Experiment at ISS does “spatial miso” with beans; See how it was

One Experiment on board the International Space Station (ISS) produced folder miso which is believed to be the First deliberately fermented food – A feat that scientists expect to clarify the potential of life in space and Broad the culinary options for astronauts .

“Space Misso” presented a similar one to the preparation made on Earth. However, according to the researchers who experienced it, there was an essential difference: a more roasted flavor with nuts.

Scientists Maggie Coblentz of the Massachusetts Institute of Technology (MIT), and Joshua Evans of the Denmark Technical University, sent a small container with cooked soybean paste to ISS in March 2020, where it was left to ferment for 30 days before returning to the land already transformed into mission.

The revenue was stored in a container with sensors that closely monitored temperature, relative humidity, pressure and radiation, according to the article revised by pairs published in Iscian magazine This Wednesday (2).

Japanese cuisine would not be the same without preparation – but astronauts who want to use this soy -based basic food in space may have to get used to a difference in flavor.

As part of the experiment, two other lots of miso were fermented on earth for comparison – one in Cambridge, Massachusetts, and one in Copenhagen, Denmark.

“We didn’t know what to expect – fermentation had never been done before in space,” Evans, co -author of the study, told CNN .

“Space Misso was darker and clearly more agitated – which makes sense, as it traveled much more than the mise of the earth. It was exciting to smell and taste the first bite.”


The mixture of mission, made of soy, salt and koji, before being thrown into the space for fermentation

He explained that some environmental characteristics of space, especially microgravity and increased radiation, may have influenced the way microbes grow and metabolize, in turn impacting the fermentation process.

“Combining microbiology, flavors chemistry, sensory science and broader social and cultural considerations, our study opens new directions to explore how life changes when traveling to new environments such as space,” said Evans.

In addition, he stated that research can “improve astronaut’s well-being and performance” and “invite new forms of culinary expression, expanding and diversifying gastronomic and cultural representation in spatial exploration as this area grows”.

Missô, a fermented folder, is the basis of many soups, sauces and marinated. Each region of Japan has its own special recipe.

It is traditionally made with soy soy, water, salt and koji (a type of fungus), and takes about six months to develop its characteristic umami flavor, which intensifies with fermentation time.

Many fermented foods contain probiotic, living microorganisms that, when ingested, can act in conjunction with the beneficial bacteria of the intestinal microbiome, helping to regulate the digestive system.

However, Evans said that further analyzes are needed to evaluate the nutritional value of spatial miso, including its macromolecular composition and the presence of bioactive compounds.
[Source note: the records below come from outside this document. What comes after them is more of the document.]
//! CSV export via arrow-csv

use super::{from_record_batch, observation_schema, to_record_batch, ExportError};
use crate::analytics::PairObservation;
use arrow::csv::{ReaderBuilder, WriterBuilder};
use std::fs::File;
use std::io::{Read, Write};
use std::path::Path;

/// Write observations as CSV with a header row
///
/// Undefined statistics are written as empty cells.
pub fn write_csv<W: Write>(writer: W, observations: &[PairObservation]) -> Result<(), ExportError> {
    let batch = to_record_batch(observations)?;
    let mut writer = WriterBuilder::new().with_header(true).build(writer);
    writer.write(&batch)?;
    Ok(())
}

/// Read observations back from CSV written by [`write_csv`]
pub fn read_csv<R: Read>(reader: R) -> Result<Vec<PairObservation>, ExportError> {
    let reader = ReaderBuilder::new(observation_schema())
        .with_header(true)
        .build(reader)?;

    let mut observations = Vec::new();
    for batch in reader {
        observations.extend(from_record_batch(&batch?)?);
    }
    Ok(observations)
}

/// Write observations to a CSV file, creating parent directories
pub fn write_csv_file(path: &Path, observations: &[PairObservation]) -> Result<(), ExportError> {
    if let Some(parent) = path.parent().filter(|p| !p.as_os_str().is_empty()) {
        std::fs::create_dir_all(parent)?;
    }
    let file = File::create(path)?;
    write_csv(file, observations)?;
    tracing::debug!(path = ?path, count = observations.len(), "Wrote observations to CSV");
    Ok(())
}
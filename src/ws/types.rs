//! WebSocket types and configuration

use super::reconnect::BackoffPolicy;
use std::time::Duration;
use thiserror::Error;

/// Settings for one WebSocket subscription
#[derive(Debug, Clone)]
pub struct WsConfig {
    pub url: String,
    /// Reconnect schedule and attempt limit
    pub backoff: BackoffPolicy,
    /// Keepalive ping period; a ping still unanswered one period later
    /// counts as a lost connection
    pub ping_interval: Duration,
}

impl Default for WsConfig {
    fn default() -> Self {
        Self {
            url: String::new(),
            backoff: BackoffPolicy::default(),
            ping_interval: Duration::from_secs(30),
        }
    }
}

impl WsConfig {
    pub fn new(url: impl Into<String>) -> Self {
        Self {
            url: url.into(),
            ..Default::default()
        }
    }

    /// Consecutive failed connections tolerated (0 = unlimited)
    pub fn max_reconnects(mut self, n: u32) -> Self {
        self.backoff.max_attempts = n;
        self
    }

    pub fn initial_delay(mut self, d: Duration) -> Self {
        self.backoff.initial_delay = d;
        self
    }

    pub fn max_delay(mut self, d: Duration) -> Self {
        self.backoff.max_delay = d;
        self
    }

    pub fn ping_interval(mut self, d: Duration) -> Self {
        self.ping_interval = d;
        self
    }
}

/// Messages delivered by [`super::WsClient`]
#[derive(Debug, Clone, PartialEq, Eq)]
pub enum WsMessage {
    /// Text frame
    Text(String),
    /// Handshake completed, stream is live
    Connected,
    /// Connection lost, next attempt after `delay`
    Reconnecting { attempt: u32, delay: Duration },
    /// Client stopped for good
    Disconnected,
}

#[derive(Debug, Clone, Error)]
pub enum WsError {
    /// Dial, read or keepalive failure
    #[error("Connection failed: {0}")]
    ConnectionFailed(String),
    #[error("Maximum reconnection attempts exceeded")]
    MaxReconnectsExceeded,
    #[error("Send failed: {0}")]
    SendFailed(String),
}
Coblentz, also co -author of the study, pointed out that the fermentation of miso in ISS demonstrates “the potential of life existed in space,” by showing how a microbial community can thrive outside the earth.
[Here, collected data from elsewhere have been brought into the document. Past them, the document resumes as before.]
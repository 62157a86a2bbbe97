//! Binance WebSocket trade feed implementation

use super::types::{FeedEvent, FeedStatus, ParseError, Tick};
use super::TradeFeed;
use crate::ws::{WsClient, WsConfig, WsMessage};
use async_trait::async_trait;
use chrono::{TimeZone, Utc};
use serde::Deserialize;
use tokio::sync::mpsc;

/// Binance USD-M futures WebSocket base URL
pub const BINANCE_WS_URL: &str = "wss://fstream.binance.com/ws";

/// Binance trade message structure
#[derive(Debug, Deserialize)]
struct BinanceTradeMessage {
    /// Event type; absent on control frames such as subscription acks
    #[serde(rename = "e", default)]
    event_type: String,
    /// Event time (milliseconds)
    #[serde(rename = "E")]
    event_time: Option<i64>,
    /// Symbol
    #[serde(rename = "s")]
    symbol: Option<String>,
    /// Price
    #[serde(rename = "p")]
    price: Option<String>,
    /// Quantity
    #[serde(rename = "q")]
    quantity: Option<String>,
    /// Trade time (milliseconds)
    #[serde(rename = "T")]
    trade_time: Option<i64>,
}

/// Binance WebSocket feed for a single `<symbol>@trade` stream
pub struct BinanceFeed {
    symbol: String,
    ws_config: WsConfig,
}

impl BinanceFeed {
    /// Create a new Binance feed for the given symbol on the default endpoint
    pub fn new(symbol: impl Into<String>) -> Self {
        Self::with_config(symbol, BINANCE_WS_URL, WsConfig::default())
    }

    /// Create a feed against `base_url` with explicit reconnect settings
    ///
    /// The URL inside `ws_config` is replaced by the trade stream URL.
    pub fn with_config(symbol: impl Into<String>, base_url: &str, ws_config: WsConfig) -> Self {
        let symbol = symbol.into().to_lowercase();
        let url = format!("{}/{}@trade", base_url.trim_end_matches('/'), symbol);
        Self {
            symbol,
            ws_config: WsConfig { url, ..ws_config },
        }
    }

    /// Stream URL
    pub fn url(&self) -> &str {
        &self.ws_config.url
    }

    /// Parse a Binance trade message
    ///
    /// Returns `Ok(None)` for well-formed events that are not trades.
    pub fn parse_message(msg: &str) -> Result<Option<Tick>, ParseError> {
        let trade: BinanceTradeMessage =
            serde_json::from_str(msg).map_err(|e| ParseError::InvalidJson(e.to_string()))?;

        if trade.event_type != "trade" {
            return Ok(None);
        }

        let symbol = trade.symbol.ok_or(ParseError::MissingField("s"))?;
        let price = parse_number("price", trade.price.as_deref().ok_or(ParseError::MissingField("p"))?)?;
        let size = parse_number("quantity", trade.quantity.as_deref().ok_or(ParseError::MissingField("q"))?)?;

        if price <= 0.0 {
            return Err(ParseError::InvalidNumber {
                field: "price",
                value: price.to_string(),
            });
        }
        if size < 0.0 {
            return Err(ParseError::InvalidNumber {
                field: "quantity",
                value: size.to_string(),
            });
        }

        let millis = trade
            .trade_time
            .or(trade.event_time)
            .ok_or(ParseError::MissingField("T"))?;
        let timestamp = Utc
            .timestamp_millis_opt(millis)
            .single()
            .ok_or(ParseError::InvalidTimestamp(millis))?;

        Ok(Some(Tick::new(&symbol, price, size, timestamp)))
    }

    /// Translate raw socket messages into feed events
    async fn run_message_loop(
        symbol: String,
        mut ws_rx: mpsc::Receiver<WsMessage>,
        event_tx: mpsc::Sender<FeedEvent>,
    ) {
        while let Some(msg) = ws_rx.recv().await {
            let event = match msg {
                WsMessage::Text(text) => match Self::parse_message(&text) {
                    Ok(Some(tick)) => FeedEvent::Tick(tick),
                    Ok(None) => continue,
                    Err(e) => {
                        tracing::warn!(symbol = %symbol, error = %e, "Dropping malformed message");
                        FeedEvent::Rejected(e)
                    }
                },
                WsMessage::Connected => {
                    tracing::info!(symbol = %symbol, "Binance feed subscribed");
                    FeedEvent::Status(FeedStatus::Subscribed)
                }
                WsMessage::Reconnecting { attempt, .. } => {
                    tracing::warn!(symbol = %symbol, attempt, "Binance feed disconnected, backing off");
                    FeedEvent::Status(FeedStatus::Disconnected)
                }
                WsMessage::Disconnected => {
                    tracing::warn!(symbol = %symbol, "Binance feed stopped");
                    let _ = event_tx.send(FeedEvent::Status(FeedStatus::Disconnected)).await;
                    break;
                }
            };

            if event_tx.send(event).await.is_err() {
                tracing::debug!(symbol = %symbol, "Event receiver dropped, stopping feed");
                break;
            }
        }
    }
}

fn parse_number(field: &'static str, raw: &str) -> Result<f64, ParseError> {
    raw.parse::<f64>()
        .ok()
        .filter(|v| v.is_finite())
        .ok_or_else(|| ParseError::InvalidNumber {
            field,
            value: raw.to_string(),
        })
}

#[async_trait]
impl TradeFeed for BinanceFeed {
    fn symbol(&self) -> &str {
        &self.symbol
    }

    async fn subscribe(&self) -> anyhow::Result<mpsc::Receiver<FeedEvent>> {
        let (event_tx, event_rx) = mpsc::channel(1024);

        tracing::info!(symbol = %self.symbol, url = %self.ws_config.url, "Subscribing to Binance feed");

        let client = WsClient::new(self.ws_config.clone());
        let ws_rx = client.connect();

        let symbol = self.symbol.clone();
        tokio::spawn(async move {
            Self::run_message_loop(symbol, ws_rx, event_tx).await;
        });

        Ok(event_rx)
    }
}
Scientists have long been experiencing the cultivation and harvesting of fresh food in space, including various types of lettuce and radishes. In 2021, ISS even hosted a club party to celebrate the harvest of the first peppers cultivated outside the earth.

A Japanese company is also producing a special version of fermented sake in space. Asahi Shuzo, manufacturer of the popular Dassai brand, paid Japan’s aerospace exploration agency for access to the Kibo Experimental Module, part of ISS, to conduct tests.

The company is also developing space fermentation equipment, with a planned launch for 2025.